Reviews are rolling in for Blutch’s Peplum, and they’re terrific!
At the Onion A.V. Club, comics guru Oliver Sava calls the book
a resounding success, with a bold, eye-catching trade dress and an oversized format that allows readers to savor every little detail in Blutch’s sumptuous artwork [...]
Translator Edward Gauvin does exceptional work giving the text a lyricism that matches the emotional richness of Blutch’s artwork, and Jess Johnson’s earthy lettering makes the words an organic extension of the visuals. The texture in the art is especially evocative, and Blutch gives this world a tactile quality that keeps the tone grounded as the story ventures into surreal, hallucinogenic territory [...]
Peplum is an object of both beauty and terror. The artistry on display in these pages is astounding, and hopefully it won’t be another three years until more of Blutch’s library makes its way overseas.
In Canada’s own Globe and Mail, Sean Rogers says
The 1997 sword-and-sandal epic Peplum, by the furiously inky artist known as Blutch, marks the first translation in the publisher’s catalogue – and thus serves as a gauntlet thrown down with imperious conviction. Breakneck in its pacing, allusive and rich in its classical cadences (as translated by Edward Gauvin)… [f]reely adapting passages from Shakespeare’s Caesar and Petronius’s Satyricon, Blutch draws cities like Grosz, atrocities like Goya and gardens like Matisse. Peplum’s broad strokes may thus seem familiar – the hero undergoes an odyssey where he is beset by pirates, bound by barbarians, ravaged by an Amazon and tempted away from his prize by a comely boy-servant – but the execution is all Blutch’s own, confounding and febrile, like some dream version of myth.
Douglas Rednour in The Library Journal awards Peplum a starred review:
Peplum is a visual tour de force of comics language. Blutch (aka Christian Hincker) tells a surreal adventure in the manner of Petronius’s Satyricon while using the emotional body language and panel styling of Will Eisner infused with the smooth, moving line work that powered Eric Drooker’s Flood, giving the tale a bulging musculature that would fit in well with the best films of the peplum genre. In doing so, Blutch (So Long, Silver Screen) employs the comic form to craft a story with affecting legitimacy and unexpected visual combinations that make every page a new adventure without precedent or convention.
Verdict Any reader looking for a high level of comic art will find a coliseum full of riches in Peplum.
Publisher’s Weekly says
Blutch’s art is truly exquisite, rendering battles, orgies, and conversations in dense, inky lines akin to Mattotti, but completely his own and completely haunting… The book requires rereading to grasp the scope of storytelling and linework, which is effortless enough to make the greatest American cartoonists jealous.

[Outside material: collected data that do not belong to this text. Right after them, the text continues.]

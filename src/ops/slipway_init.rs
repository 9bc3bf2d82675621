//! Implementation of `slipway init`.

use std::path::{Path, PathBuf};

use anyhow::{bail, Context, Result};

use crate::util::config::{project_config_path, Config};

/// Write a default `Slipway.toml` into `path`, creating the directory if needed.
///
/// Refuses to overwrite an existing config. Returns the written file's path.
pub fn init_project(path: &Path) -> Result<PathBuf> {
    if !path.exists() {
        std::fs::create_dir_all(path)
            .with_context(|| format!("failed to create directory: {}", path.display()))?;
    }

    let config_path = project_config_path(path);
    if config_path.exists() {
        bail!("`Slipway.toml` already exists in `{}`", path.display());
    }

    Config::default().save(&config_path)?;
    tracing::info!("wrote {}", config_path.display());

    Ok(config_path)
}
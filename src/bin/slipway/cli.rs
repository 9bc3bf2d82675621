//! CLI definitions using clap.

use std::path::PathBuf;

use clap::{Args, Parser, Subcommand};
use clap_complete::Shell as CompletionShell;
use slipway::util::shell::ColorChoice;

/// Slipway - build one C++ project with every configured toolchain
#[derive(Parser)]
#[command(name = "slipway")]
#[command(author, version, about, long_about = None)]
pub struct Cli {
    /// Enable verbose output
    #[arg(short, long, global = true)]
    pub verbose: bool,

    /// Only print errors
    #[arg(short, long, global = true, conflicts_with = "verbose")]
    pub quiet: bool,

    /// Coloring: auto, always, never
    #[arg(long, global = true, value_name = "WHEN", default_value = "auto")]
    pub color: ColorChoice,

    #[command(subcommand)]
    pub command: Commands,
}

#[derive(Subcommand)]
pub enum Commands {
    /// Build the project with every configured toolchain, then its shaders
    Build(BuildArgs),

    /// Write a default Slipway.toml
    Init(InitArgs),

    /// List configured toolchains and whether they can be found
    Toolchain(ToolchainArgs),

    /// Generate shell completions
    Completions(CompletionsArgs),
}

#[derive(Args)]
pub struct BuildArgs {
    /// Project root (defaults to current directory)
    pub path: Option<PathBuf>,

    /// Only build with the named toolchain(s)
    #[arg(short, long = "toolchain", value_name = "NAME")]
    pub toolchains: Vec<String>,

    /// Skip the shader pipeline
    #[arg(long)]
    pub no_shaders: bool,

    /// Print the rendered build plan as JSON (no build)
    #[arg(long)]
    pub plan: bool,

    /// Run toolchain stages concurrently
    #[arg(long)]
    pub parallel: bool,
}

#[derive(Args)]
pub struct InitArgs {
    /// Directory to initialize (defaults to current directory)
    pub path: Option<PathBuf>,
}

#[derive(Args)]
pub struct ToolchainArgs {
    /// Project root (defaults to current directory)
    pub path: Option<PathBuf>,
}

#[derive(Args)]
pub struct CompletionsArgs {
    /// Shell to generate completions for
    #[arg(value_enum)]
    pub shell: CompletionShell,
}
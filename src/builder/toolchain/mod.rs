//! Toolchain abstraction for C++ compilers.
//!
//! Every toolchain family expresses the same settings (standard, warnings,
//! optimization, include directories, link targets, output path) with its own
//! incompatible argument grammar. A [`Toolchain`] implementation knows one
//! grammar; a [`ToolchainProfile`] pairs it with the settings and run policy
//! for one configured build.

use std::fmt;
use std::path::{Path, PathBuf};
use std::sync::Arc;

use serde::{Deserialize, Serialize};

use crate::core::language::{CppStandard, OptLevel, WarningLevel};
use crate::util::process::RunMode;

mod detect;
mod gcc;
mod msvc;

pub use detect::{compiler_on_path, profiles_from_config, toolchain_for};
pub use gcc::GccToolchain;
pub use msvc::MsvcToolchain;

/// A command to execute, with program, arguments, and environment.
#[derive(Debug, Clone, PartialEq, Eq, Serialize)]
pub struct CommandSpec {
    /// The program to run (e.g., "clang++", "cl")
    pub program: PathBuf,
    /// Command arguments
    pub args: Vec<String>,
    /// Environment variables to set
    #[serde(skip_serializing_if = "Vec::is_empty")]
    pub env: Vec<(String, String)>,
}

impl CommandSpec {
    /// Create a new command spec.
    pub fn new(program: impl Into<PathBuf>) -> Self {
        CommandSpec {
            program: program.into(),
            args: Vec::new(),
            env: Vec::new(),
        }
    }

    /// Add an argument.
    pub fn arg(mut self, arg: impl Into<String>) -> Self {
        self.args.push(arg.into());
        self
    }

    /// Add multiple arguments.
    pub fn args(mut self, args: impl IntoIterator<Item = impl Into<String>>) -> Self {
        self.args.extend(args.into_iter().map(|a| a.into()));
        self
    }

    /// Add an environment variable.
    pub fn env(mut self, key: impl Into<String>, value: impl Into<String>) -> Self {
        self.env.push((key.into(), value.into()));
        self
    }
}

/// Language settings and extra flags applied to every compile.
#[derive(Debug, Clone, Default, PartialEq, Eq)]
pub struct CompileSettings {
    pub std: CppStandard,
    pub warnings: WarningLevel,
    pub opt: OptLevel,
    /// Toolchain-specific flags passed through verbatim
    pub flags: Vec<String>,
}

/// Something handed to the linker.
#[derive(Debug, Clone, PartialEq, Eq, Serialize)]
#[serde(rename_all = "lowercase")]
pub enum LinkTarget {
    /// A library looked up by name (`-lfoo`, `foo.lib`)
    Name(String),
    /// A concrete archive or object file
    Path(PathBuf),
}

impl LinkTarget {
    /// Classify a configured library string.
    ///
    /// Anything with a directory separator or a known library/object
    /// extension is a path; everything else is a library name.
    pub fn parse(raw: &str) -> Self {
        const FILE_EXTENSIONS: &[&str] = &["a", "so", "dylib", "lib", "dll", "o", "obj"];

        let path = Path::new(raw);
        let has_separator = raw.contains('/') || raw.contains('\\');
        let has_extension = path
            .extension()
            .and_then(|e| e.to_str())
            .is_some_and(|e| FILE_EXTENSIONS.contains(&e));

        if has_separator || has_extension {
            LinkTarget::Path(path.to_path_buf())
        } else {
            LinkTarget::Name(raw.to_string())
        }
    }
}

/// Input for a separate compile step producing object files.
#[derive(Debug, Clone)]
pub struct CompileInput<'a> {
    /// Sources paired with the object file each one produces
    pub units: &'a [(PathBuf, PathBuf)],
    /// Directory all objects are written to
    pub object_dir: &'a Path,
    pub include_dirs: &'a [PathBuf],
    pub settings: &'a CompileSettings,
}

/// Input for a link step.
#[derive(Debug, Clone)]
pub struct LinkInput<'a> {
    pub objects: &'a [PathBuf],
    pub output: &'a Path,
    pub libs: &'a [LinkTarget],
}

/// Input for a single invocation that compiles and links in one go.
#[derive(Debug, Clone)]
pub struct FusedInput<'a> {
    pub sources: &'a [PathBuf],
    pub output: &'a Path,
    pub include_dirs: &'a [PathBuf],
    pub libs: &'a [LinkTarget],
    pub settings: &'a CompileSettings,
}

/// The family of a toolchain.
#[derive(Debug, Clone, Copy, PartialEq, Eq, Hash, Serialize, Deserialize)]
#[serde(rename_all = "lowercase")]
pub enum ToolchainPlatform {
    /// GCC (GNU Compiler Collection, including MinGW)
    Gcc,
    /// Clang/LLVM
    Clang,
    /// Microsoft Visual C++
    Msvc,
}

impl ToolchainPlatform {
    /// Get the platform name as a string.
    pub fn as_str(&self) -> &'static str {
        match self {
            ToolchainPlatform::Gcc => "gcc",
            ToolchainPlatform::Clang => "clang",
            ToolchainPlatform::Msvc => "msvc",
        }
    }
}

impl fmt::Display for ToolchainPlatform {
    fn fmt(&self, f: &mut fmt::Formatter<'_>) -> fmt::Result {
        f.write_str(self.as_str())
    }
}

/// Trait for toolchain implementations.
///
/// The primitive methods spell one setting each; the command methods
/// assemble them into complete invocations for the three step shapes.
pub trait Toolchain: fmt::Debug + Send + Sync {
    /// Get the toolchain platform.
    fn platform(&self) -> ToolchainPlatform;

    /// Get the compiler path.
    fn compiler_path(&self) -> &Path;

    /// Get the linker used for split pipelines.
    fn linker_path(&self) -> &Path;

    /// Language standard selection, e.g. `-std=c++20`.
    fn std_flag(&self, std: CppStandard) -> String;

    /// Warning flags for a level; may be empty.
    fn warning_flags(&self, level: WarningLevel) -> Vec<String>;

    /// Optimization flag, e.g. `-O2`.
    fn opt_flag(&self, level: OptLevel) -> String;

    /// Include directory argument, e.g. `-I<dir>`.
    fn include_arg(&self, dir: &Path) -> String;

    /// Link argument for a library name or file.
    fn link_arg(&self, lib: &LinkTarget) -> String;

    /// Generate the compile-only commands for a split pipeline.
    fn compile_commands(&self, input: &CompileInput<'_>) -> Vec<CommandSpec>;

    /// Generate the link command for a split pipeline.
    fn link_command(&self, input: &LinkInput<'_>) -> CommandSpec;

    /// Generate a single compile-and-link command.
    fn fused_command(&self, input: &FusedInput<'_>) -> CommandSpec;

    /// Get the object file extension.
    fn object_extension(&self) -> &str;

    /// Get the executable extension.
    fn exe_extension(&self) -> &str;

    /// Standard, warning, optimization, extra and include arguments, in that order.
    fn language_args(&self, settings: &CompileSettings, include_dirs: &[PathBuf]) -> Vec<String> {
        let mut args = vec![self.std_flag(settings.std)];
        args.extend(self.warning_flags(settings.warnings));
        args.push(self.opt_flag(settings.opt));
        args.extend(settings.flags.iter().cloned());
        args.extend(include_dirs.iter().map(|dir| self.include_arg(dir)));
        args
    }
}

/// How a profile turns sources into an executable.
#[derive(Debug, Clone, Copy, PartialEq, Eq, Hash, Default, Serialize, Deserialize)]
#[serde(rename_all = "lowercase")]
pub enum Pipeline {
    /// One invocation compiles and links
    #[default]
    Fused,
    /// Compile to objects, then link them
    Split,
}

impl Pipeline {
    pub fn as_str(&self) -> &'static str {
        match self {
            Pipeline::Fused => "fused",
            Pipeline::Split => "split",
        }
    }
}

/// One configured toolchain build: grammar, settings, and run policy.
#[derive(Debug, Clone)]
pub struct ToolchainProfile {
    /// Profile name; names the artifact and the working subdirectory
    pub name: String,
    pub toolchain: Arc<dyn Toolchain>,
    pub pipeline: Pipeline,
    pub mode: RunMode,
    /// Vendor environment script run before the compiler is reachable
    pub activation: Option<PathBuf>,
    pub settings: CompileSettings,
    pub include_dirs: Vec<PathBuf>,
    pub libs: Vec<String>,
    /// Explicit environment for every process of this profile
    pub env: Vec<(String, String)>,
}

impl ToolchainProfile {
    /// Create a fused, best-effort profile with default settings.
    pub fn new(name: impl Into<String>, toolchain: Arc<dyn Toolchain>) -> Self {
        ToolchainProfile {
            name: name.into(),
            toolchain,
            pipeline: Pipeline::Fused,
            mode: RunMode::BestEffort,
            activation: None,
            settings: CompileSettings::default(),
            include_dirs: Vec::new(),
            libs: Vec::new(),
            env: Vec::new(),
        }
    }

    pub fn with_pipeline(mut self, pipeline: Pipeline) -> Self {
        self.pipeline = pipeline;
        self
    }

    pub fn with_mode(mut self, mode: RunMode) -> Self {
        self.mode = mode;
        self
    }

    /// Make this profile staged behind an activation script.
    ///
    /// Staged builds always run strict.
    pub fn with_activation(mut self, script: impl Into<PathBuf>) -> Self {
        self.activation = Some(script.into());
        self.mode = RunMode::Strict;
        self
    }

    pub fn with_settings(mut self, settings: CompileSettings) -> Self {
        self.settings = settings;
        self
    }

    pub fn with_include_dirs(mut self, dirs: Vec<PathBuf>) -> Self {
        self.include_dirs = dirs;
        self
    }

    pub fn with_libs(mut self, libs: Vec<String>) -> Self {
        self.libs = libs;
        self
    }

    pub fn with_env(mut self, key: impl Into<String>, value: impl Into<String>) -> Self {
        self.env.push((key.into(), value.into()));
        self
    }

    /// Whether the compiler is only reachable after environment activation.
    pub fn is_staged(&self) -> bool {
        self.activation.is_some()
    }
}
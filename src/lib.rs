//! Slipway - a multi-toolchain build orchestrator for C++ projects
//!
//! This crate provides the library behind the `slipway` binary: source
//! discovery, per-toolchain invocation rendering, process execution and
//! the shader asset pipeline.

pub mod builder;
pub mod core;
pub mod ops;
pub mod util;

/// Test utilities for Slipway unit tests.
///
/// Only compiled for tests. Provides a scratch project tree with sources,
/// shaders and fake toolchain scripts.
#[cfg(test)]
pub mod test_support;

pub use crate::core::{discover, BuildTarget, FileRole, FileSet};
pub use crate::util::config::Config;
pub use crate::util::diagnostic::BuildError;
//! Test utilities for Slipway unit tests.
//!
//! Provides scratch project trees and fake toolchain executables, so the
//! orchestrator can be driven end to end without a real compiler.
//!
//! # Example
//!
//! ```rust,ignore
//! use slipway::test_support::{ProjectFixture, fake_compiler};
//!
//! #[test]
//! fn test_example() {
//!     let tmp = tempfile::TempDir::new().unwrap();
//!     let root = ProjectFixture::renderer("app").write_to(tmp.path()).unwrap();
//!     let cxx = fake_compiler(tmp.path(), "fake-c++");
//!     // Point a ToolchainConfig at `cxx` and build...
//! }
//! ```

pub mod fixtures;

use std::path::{Path, PathBuf};

pub use fixtures::*;

/// Fake compiler: creates whatever file follows `-o`, then exits 0.
///
/// Also serves as a shader validator, whose command line has the same shape.
pub const FAKE_COMPILER: &str = r#"out=""
while [ $# -gt 0 ]; do
  if [ "$1" = "-o" ]; then
    out="$2"
    shift
  fi
  shift
done
[ -n "$out" ] && : > "$out"
exit 0
"#;

/// Fake validator: like [`FAKE_COMPILER`] but fails on inputs containing "broken".
pub const FAKE_VALIDATOR: &str = r#"grep -q broken "$2" && { echo "ERROR: $2: syntax error" >&2; exit 2; }
: > "$4"
"#;

/// Write an executable `#!/bin/sh` script into `dir/bin/name`.
#[cfg(unix)]
pub fn fake_tool(dir: &Path, name: &str, body: &str) -> PathBuf {
    use std::os::unix::fs::PermissionsExt;

    let bin = dir.join("bin");
    std::fs::create_dir_all(&bin).expect("failed to create bin dir");
    let path = bin.join(name);
    std::fs::write(&path, format!("#!/bin/sh\n{}", body)).expect("failed to write fake tool");
    std::fs::set_permissions(&path, std::fs::Permissions::from_mode(0o755))
        .expect("failed to mark fake tool executable");
    path
}

/// A compiler that produces its `-o` output and succeeds.
#[cfg(unix)]
pub fn fake_compiler(dir: &Path, name: &str) -> PathBuf {
    fake_tool(dir, name, FAKE_COMPILER)
}

/// A validator that rejects shaders containing "broken".
#[cfg(unix)]
pub fn fake_validator(dir: &Path) -> PathBuf {
    fake_tool(dir, "fake-validator", FAKE_VALIDATOR)
}

/// A tool that prints to stderr and exits with `code`.
#[cfg(unix)]
pub fn failing_tool(dir: &Path, name: &str, code: i32) -> PathBuf {
    fake_tool(
        dir,
        name,
        &format!("echo \"{}: fatal error: no input files\" >&2\nexit {}\n", name, code),
    )
}

/// Helper to create a temporary project with the renderer layout.
///
/// Returns the TempDir handle and the project root inside it.
pub fn create_test_project(name: &str) -> (tempfile::TempDir, PathBuf) {
    let tmp = tempfile::TempDir::new().expect("failed to create temp dir");
    let root = ProjectFixture::renderer(name)
        .write_to(tmp.path())
        .expect("failed to write fixture");
    (tmp, root)
}
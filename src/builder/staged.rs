//! Staged script execution.
//!
//! Toolchains that need a vendor environment activated (vcvars, setvars)
//! cannot be driven command by command: the activation only affects the
//! shell it runs in. Their steps are written to a [`TransientScript`] and
//! executed as one process. The script exists only for the duration of that
//! process.

use std::fs;
use std::path::{Path, PathBuf};

use crate::builder::invocation::{Invocation, ScriptBody, ScriptFlavor};
use crate::util::diagnostic::BuildError;
use crate::util::fs::ensure_dir;
use crate::util::process::{run, ProcessBuilder, ProcessResult, RunMode};

/// Base name of the generated script inside a toolchain's working dir.
pub const SCRIPT_NAME: &str = "command";

/// A generated script file that is deleted when released.
///
/// Call [`TransientScript::remove`] to delete it and observe failures. If the
/// guard is dropped without that (early return, panic) the file is still
/// removed and any error is logged.
#[derive(Debug)]
pub struct TransientScript {
    path: PathBuf,
    flavor: ScriptFlavor,
    armed: bool,
}

impl TransientScript {
    /// Write `body` to `dir/command.<ext>`, replacing any stale copy.
    pub fn create(dir: &Path, body: &ScriptBody) -> Result<Self, BuildError> {
        let path = dir.join(format!("{}.{}", SCRIPT_NAME, body.flavor.extension()));
        fs::write(&path, body.contents()).map_err(|e| BuildError::io("write script", &path, e))?;
        tracing::debug!("wrote transient script {}", path.display());

        Ok(TransientScript {
            path,
            flavor: body.flavor,
            armed: true,
        })
    }

    pub fn path(&self) -> &Path {
        &self.path
    }

    /// Process that executes the script through its interpreter.
    pub fn command(&self) -> ProcessBuilder {
        match self.flavor {
            ScriptFlavor::Batch => ProcessBuilder::new("cmd").arg("/C").arg(&self.path),
            ScriptFlavor::Posix => ProcessBuilder::new("sh").arg(&self.path),
        }
    }

    /// Delete the script now.
    pub fn remove(mut self) -> Result<(), BuildError> {
        self.armed = false;
        remove_script(&self.path)
    }
}

impl Drop for TransientScript {
    fn drop(&mut self) {
        if self.armed {
            if let Err(e) = remove_script(&self.path) {
                tracing::warn!("{}", e);
            }
        }
    }
}

fn remove_script(path: &Path) -> Result<(), BuildError> {
    match fs::remove_file(path) {
        Ok(()) => Ok(()),
        Err(e) if e.kind() == std::io::ErrorKind::NotFound => Ok(()),
        Err(source) => Err(BuildError::ScriptCleanup {
            path: path.to_path_buf(),
            source,
        }),
    }
}

/// Execute a staged invocation.
///
/// Creates the working and object directories, writes the script, runs it
/// in strict mode and deletes it on every exit path. When both the run and
/// the cleanup fail, the run's error wins and the cleanup error is logged.
pub fn run_staged(invocation: &Invocation) -> Result<ProcessResult, BuildError> {
    let Some(script) = invocation.script() else {
        return Err(BuildError::config(format!(
            "toolchain `{}` has no activation step",
            invocation.toolchain
        )));
    };

    ensure_dir(&invocation.work_dir)?;
    if let Some(object_dir) = &invocation.object_dir {
        ensure_dir(object_dir)?;
    }

    let transient = TransientScript::create(&invocation.work_dir, script)?;
    let process = transient.command().cwd(&invocation.cwd);
    let outcome = run(&process, &invocation.toolchain, RunMode::Strict);
    let cleanup = transient.remove();

    match (outcome, cleanup) {
        (Ok(result), Ok(())) => Ok(result),
        (Ok(_), Err(cleanup)) => Err(cleanup),
        (Err(failure), Ok(())) => Err(failure),
        (Err(failure), Err(cleanup)) => {
            tracing::warn!("{}", cleanup);
            Err(failure)
        }
    }
}
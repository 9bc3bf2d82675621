//! Slipway CLI - a multi-toolchain build orchestrator for C++

use anyhow::Result;
use clap::Parser;
use miette::Diagnostic;
use tracing_subscriber::EnvFilter;

use slipway::util::diagnostic::BuildError;
use slipway::util::shell::Shell;

mod cli;
mod commands;

use cli::{Cli, Commands};

fn main() {
    let cli = Cli::parse();
    let shell = Shell::from_flags(cli.quiet, cli.verbose, cli.color);

    // Set up logging
    let default_filter = if cli.verbose {
        "slipway=debug"
    } else if cli.quiet {
        "slipway=error"
    } else {
        "slipway=info"
    };
    let filter = EnvFilter::try_from_default_env().unwrap_or_else(|_| EnvFilter::new(default_filter));

    tracing_subscriber::fmt()
        .with_env_filter(filter)
        .with_target(false)
        .without_time()
        .with_writer(std::io::stderr)
        .init();

    if let Err(e) = run(cli, &shell) {
        let build_error = e.chain().find_map(|cause| cause.downcast_ref::<BuildError>());

        shell.error(format!("{:#}", e));
        if let Some(help) = build_error.and_then(|err| err.help()) {
            eprintln!("{:>12} {}", "help:", help);
        }

        std::process::exit(build_error.map_or(1, BuildError::exit_code));
    }
}

fn run(cli: Cli, shell: &Shell) -> Result<()> {
    match cli.command {
        Commands::Build(args) => commands::build::execute(args, shell),
        Commands::Init(args) => commands::init::execute(args, shell),
        Commands::Toolchain(args) => commands::toolchain::execute(args),
        Commands::Completions(args) => commands::completions::execute(args),
    }
}
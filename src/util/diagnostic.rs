//! Error taxonomy for an orchestration run.
//!
//! Every failure a build can hit is a [`BuildError`]. Variants carry enough
//! context to name the failing toolchain or stage, and each one doubles as a
//! [`miette::Diagnostic`] so the CLI can print an actionable hint.

use std::io;
use std::path::PathBuf;

use miette::Diagnostic;
use thiserror::Error;

/// Error raised while discovering inputs, rendering invocations, or running them.
#[derive(Debug, Error, Diagnostic)]
pub enum BuildError {
    #[error("project root `{}` does not exist", path.display())]
    #[diagnostic(code(slipway::config::root))]
    ProjectRootMissing { path: PathBuf },

    #[error("{role} directory `{}` does not exist", path.display())]
    #[diagnostic(code(slipway::config::layout), help("adjust `[project]` or `[shaders]` in Slipway.toml to match your layout"))]
    SourceDirMissing { role: &'static str, path: PathBuf },

    #[error("invalid configuration: {message}")]
    #[diagnostic(code(slipway::config::invalid))]
    Config { message: String },

    #[error("failed to scan `{}`", root.display())]
    #[diagnostic(code(slipway::discovery))]
    Discovery {
        root: PathBuf,
        #[source]
        source: walkdir::Error,
    },

    #[error("toolchain `{toolchain}`: include directory `{}` cannot be resolved", path.display())]
    #[diagnostic(code(slipway::invocation::include), help("fix the path in Slipway.toml or install the missing SDK"))]
    UnresolvedInclude { toolchain: String, path: PathBuf },

    #[error("toolchain `{toolchain}`: library `{}` cannot be resolved", path.display())]
    #[diagnostic(code(slipway::invocation::library), help("fix the path in Slipway.toml or install the missing SDK"))]
    UnresolvedLibrary { toolchain: String, path: PathBuf },

    #[error("toolchain `{toolchain}`: activation script `{}` cannot be resolved", path.display())]
    #[diagnostic(code(slipway::invocation::activation), help("fix the path in Slipway.toml or install the missing SDK"))]
    UnresolvedActivation { toolchain: String, path: PathBuf },

    #[error(
        "toolchain `{toolchain}`: `{}` and `{}` both compile to `{object}`",
        first.display(),
        second.display()
    )]
    #[diagnostic(code(slipway::invocation::collision))]
    ObjectCollision {
        toolchain: String,
        object: String,
        first: PathBuf,
        second: PathBuf,
    },

    #[error(
        "shaders `{}` and `{}` both compile to `{}`",
        first.display(),
        second.display(),
        artifact.display()
    )]
    #[diagnostic(code(slipway::shader::collision), help("keep shader sources under the `[shaders] dir` tree"))]
    ShaderCollision {
        artifact: PathBuf,
        first: PathBuf,
        second: PathBuf,
    },

    #[error("{stage} failed ({})\n{stderr}", describe_exit(*exit_code))]
    #[diagnostic(code(slipway::process::failed), help("run `slipway build --verbose` for the full command line"))]
    ProcessFailed {
        stage: String,
        exit_code: Option<i32>,
        stderr: String,
    },

    #[error("{stage}: failed to spawn `{}`", program.display())]
    #[diagnostic(code(slipway::process::spawn))]
    SpawnFailed {
        stage: String,
        program: PathBuf,
        #[source]
        source: io::Error,
    },

    #[error("shader `{}` compiled but `{}` was not produced", shader.display(), artifact.display())]
    #[diagnostic(code(slipway::shader::artifact))]
    ShaderArtifactMissing { shader: PathBuf, artifact: PathBuf },

    #[error("failed to remove transient script `{}`", path.display())]
    #[diagnostic(code(slipway::cleanup))]
    ScriptCleanup {
        path: PathBuf,
        #[source]
        source: io::Error,
    },

    #[error("failed to {action} `{}`", path.display())]
    #[diagnostic(code(slipway::io))]
    Io {
        action: &'static str,
        path: PathBuf,
        #[source]
        source: io::Error,
    },
}

impl BuildError {
    /// Exit status the binary should terminate with for this error.
    ///
    /// Process failures surface the child's own exit code; everything else is `1`.
    pub fn exit_code(&self) -> i32 {
        match self {
            BuildError::ProcessFailed {
                exit_code: Some(code),
                ..
            } if *code != 0 => *code,
            _ => 1,
        }
    }

    /// Build a configuration error from any displayable message.
    pub fn config(message: impl Into<String>) -> Self {
        BuildError::Config {
            message: message.into(),
        }
    }

    /// Wrap an I/O error with the action and path that produced it.
    pub fn io(action: &'static str, path: impl Into<PathBuf>, source: io::Error) -> Self {
        BuildError::Io {
            action,
            path: path.into(),
            source,
        }
    }
}

fn describe_exit(code: Option<i32>) -> String {
    match code {
        Some(code) => format!("exit code {}", code),
        None => "terminated by signal".to_string(),
    }
}
//! `slipway build` command

use anyhow::{Context, Result};

use crate::cli::BuildArgs;
use crate::commands::{load_config, project_root};
use slipway::ops::{build, plan, BuildOptions};
use slipway::util::shell::Shell;

pub fn execute(args: BuildArgs, shell: &Shell) -> Result<()> {
    let root = project_root(args.path)?;
    let config = load_config(&root)?;

    let opts = BuildOptions {
        toolchains: args.toolchains,
        shaders: !args.no_shaders,
        parallel: args.parallel,
    };

    if args.plan {
        let plan = plan(&config, &root, &opts)?;
        let json = serde_json::to_string_pretty(&plan).context("failed to serialize build plan")?;
        println!("{}", json);
        return Ok(());
    }

    build(&config, &root, &opts, shell)?;
    Ok(())
}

And in the March issue of World Literature Today, D. Eddy Emerson finds much to appreciate, ruminating thematically on form and function:
[the] dichotomy between the immediacy of the artwork and the more esoteric nature of the possible narrative mirror the two forms of love that underlie the story. The artwork is the real, tactile love that could well be lost when chasing the ideal of love, while the narratives and themes presented could just be a created fiction.